Il a posé ses doigts sur ma colonne vertébrale et m'a rapprochée. Je ne voulais pas que ce baiser s'arrête, mais un appel de son téléphone portable nous a distraits.
Nous nous sommes séparés et nous nous sommes embrassés à nouveau avant de nous laisser aller. « T-tu devrais répondre à ton téléphone », ai-je murmuré.
« M*rde », a-t-il juré vigoureusement.
Il n'a rien fait d'autre que de me libérer. Il a rapidement sorti son téléphone portable de sa poche. Il a froncé les sourcils et serré les dents alors que ses yeux fixaient le téléphone.
« Allô, Papa. »
Il est parti un moment, mais d'ici, je les ai entendus se disputer.
« Je ne suis pas responsable d'elle ! » Lawrence a grogné.
J'ai remarqué quand il a secoué la tête et s'est frotté le front. « D'accord, je vais la rattraper. »
Après avoir parlé, il a raccroché et s'est à nouveau tourné vers moi. Son visage est plus sérieux maintenant, et ses yeux sont plus sombres qu'avant.
« Allons-nous-en », a-t-il dit avant de me toucher le poignet.
***
NOUS AVONS JUSTE GARDÉ le silence pendant que nous rentrions à la maison. Son visage sombre et la tension périodique de sa mâchoire n'ont pas disparu depuis notre départ.

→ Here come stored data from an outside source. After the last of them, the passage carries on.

use nba_stats_api::PlayerSeasonRecord;

/// The metrics a player is ranked on, in display order.
#[derive(Debug, Clone, Copy, PartialEq, Eq, Hash)]
pub enum Metric {
    Minutes,
    Points36,
    FreeThrowRate,
    TrueShooting,
    EffectiveFg,
    ThreePoint,
    AssistPct,
    OffensiveRebPct,
    DefensiveRebPct,
    Steals36,
    Blocks36,
}

impl Metric {
    pub const ALL: [Metric; 11] = [
        Metric::Minutes,
        Metric::Points36,
        Metric::FreeThrowRate,
        Metric::TrueShooting,
        Metric::EffectiveFg,
        Metric::ThreePoint,
        Metric::AssistPct,
        Metric::OffensiveRebPct,
        Metric::DefensiveRebPct,
        Metric::Steals36,
        Metric::Blocks36,
    ];

    /// Source column name.
    pub fn column(&self) -> &'static str {
        match self {
            Metric::Minutes => "MIN",
            Metric::Points36 => "PTS_36",
            Metric::FreeThrowRate => "FTr",
            Metric::TrueShooting => "TS_PCT",
            Metric::EffectiveFg => "EFG_PCT",
            Metric::ThreePoint => "FG3_PCT",
            Metric::AssistPct => "AST_PCT",
            Metric::OffensiveRebPct => "OREB_PCT",
            Metric::DefensiveRebPct => "DREB_PCT",
            Metric::Steals36 => "STL_36",
            Metric::Blocks36 => "BLK_36",
        }
    }

    pub fn label(&self) -> &'static str {
        match self {
            Metric::Minutes => "Minutes",
            Metric::Points36 => "PTS / 36",
            Metric::FreeThrowRate => "FT Rate",
            Metric::TrueShooting => "True Shooting %",
            Metric::EffectiveFg => "eFG %",
            Metric::ThreePoint => "3P %",
            Metric::AssistPct => "Assist %",
            Metric::OffensiveRebPct => "O-Reb %",
            Metric::DefensiveRebPct => "D-Reb %",
            Metric::Steals36 => "Steals / 36",
            Metric::Blocks36 => "Blocks / 36",
        }
    }

    pub fn value(&self, player: &PlayerSeasonRecord) -> f64 {
        match self {
            Metric::Minutes => player.minutes,
            Metric::Points36 => player.points_per36,
            Metric::FreeThrowRate => player.ft_rate,
            Metric::TrueShooting => player.ts_pct,
            Metric::EffectiveFg => player.efg_pct,
            Metric::ThreePoint => player.fg3_pct,
            Metric::AssistPct => player.ast_pct,
            Metric::OffensiveRebPct => player.oreb_pct,
            Metric::DefensiveRebPct => player.dreb_pct,
            Metric::Steals36 => player.steals_per36,
            Metric::Blocks36 => player.blocks_per36,
        }
    }

    /// Percentage columns and rates display as percentages.
    pub fn is_percentage(&self) -> bool {
        self.column().contains("PCT") || self.label().contains("Rate")
    }

    /// `0.612` → `"61.2%"` for percentage metrics; `33.6` → `"33.6"` otherwise.
    ///
    /// A percentage metric already at 1.0 or above is assumed to be on the
    /// 0–100 scale and is printed as-is.
    pub fn format_value(&self, value: f64) -> String {
        if self.is_percentage() {
            if value < 1.0 {
                format!("{:.1}%", value * 100.0)
            } else {
                format!("{value:.1}%")
            }
        } else {
            format!("{value:.1}")
        }
    }
}

#[cfg(test)]
mod tests {
    use super::*;

    #[test]
    fn eleven_metrics_with_unique_columns() {
        let mut columns: Vec<_> = Metric::ALL.iter().map(|m| m.column()).collect();
        columns.sort_unstable();
        columns.dedup();
        assert_eq!(columns.len(), 11);
    }

    #[test]
    fn percentage_metrics() {
        assert!(Metric::TrueShooting.is_percentage());
        assert!(Metric::ThreePoint.is_percentage());
        assert!(Metric::FreeThrowRate.is_percentage());
        assert!(!Metric::Minutes.is_percentage());
        assert!(!Metric::Steals36.is_percentage());
    }

    #[test]
    fn format_value_scales_fractions() {
        assert_eq!(Metric::TrueShooting.format_value(0.644), "64.4%");
        assert_eq!(Metric::FreeThrowRate.format_value(0.532), "53.2%");
        assert_eq!(Metric::FreeThrowRate.format_value(2.0), "2.0%");
        assert_eq!(Metric::Minutes.format_value(33.62), "33.6");
        assert_eq!(Metric::Blocks36.format_value(1.76), "1.8");
    }

    #[test]
    fn value_reads_matching_field() {
        let player = PlayerSeasonRecord {
            minutes: 30.0,
            points_per36: 25.0,
            ts_pct: 0.6,
            blocks_per36: 2.0,
            ..Default::default()
        };
        assert_eq!(Metric::Minutes.value(&player), 30.0);
        assert_eq!(Metric::Points36.value(&player), 25.0);
        assert_eq!(Metric::TrueShooting.value(&player), 0.6);
        assert_eq!(Metric::Blocks36.value(&player), 2.0);
    }
}
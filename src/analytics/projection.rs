use nba_stats_api::PlayerSeasonRecord;

pub const YOUNG_MULTIPLIER: f64 = 1.03;
pub const PRIME_MULTIPLIER: f64 = 1.00;
pub const VETERAN_MULTIPLIER: f64 = 0.95;

/// Prime bracket, inclusive on both ends.
const PRIME_START_AGE: f64 = 26.0;
const PRIME_END_AGE: f64 = 30.0;

/// Next-season per-game line scaled from the current one.
#[derive(Debug, Clone, Copy, Default, PartialEq)]
pub struct ProjectionResult {
    pub multiplier: f64,
    pub points: f64,
    pub assists: f64,
    pub rebounds: f64,
    pub fga: f64,
}

/// Growth under 26, plateau from 26 through 30, decline after.
pub fn age_multiplier(age: f64) -> f64 {
    if age < PRIME_START_AGE {
        YOUNG_MULTIPLIER
    } else if age <= PRIME_END_AGE {
        PRIME_MULTIPLIER
    } else {
        VETERAN_MULTIPLIER
    }
}

/// Project `player` forward one season. `multiplier` overrides the age bracket.
pub fn project(player: &PlayerSeasonRecord, multiplier: Option<f64>) -> ProjectionResult {
    let multiplier = multiplier.unwrap_or_else(|| age_multiplier(player.age));
    ProjectionResult {
        multiplier,
        points: player.points * multiplier,
        assists: player.assists * multiplier,
        rebounds: player.rebounds * multiplier,
        fga: player.fga * multiplier,
    }
}

impl ProjectionResult {
    /// The multiplier prints in its shortest form: `1.0x`, `1.03x`, `0.95x`.
    pub fn caption(&self, age: f64) -> String {
        format!(
            "Based on Age {}, we project a {:?}x multiplier for next season.",
            age as u32, self.multiplier
        )
    }
}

J'ai laissé échapper un lourd soupir et j'ai juste choisi de concentrer mon attention sur la route. Peut-être que quelque chose le dérangeait plus tôt. Après avoir parlé à son père, son humeur a changé. Ses traits se sont assombris et sont devenus plus mystérieux cette fois. Je ne peux même pas lire ce qu'il pense en ce moment.
Je me suis déplacée sur mon siège et l'ai regardé avec une expression perplexe, et comme je ne pouvais plus supporter son silence, j'ai parlé.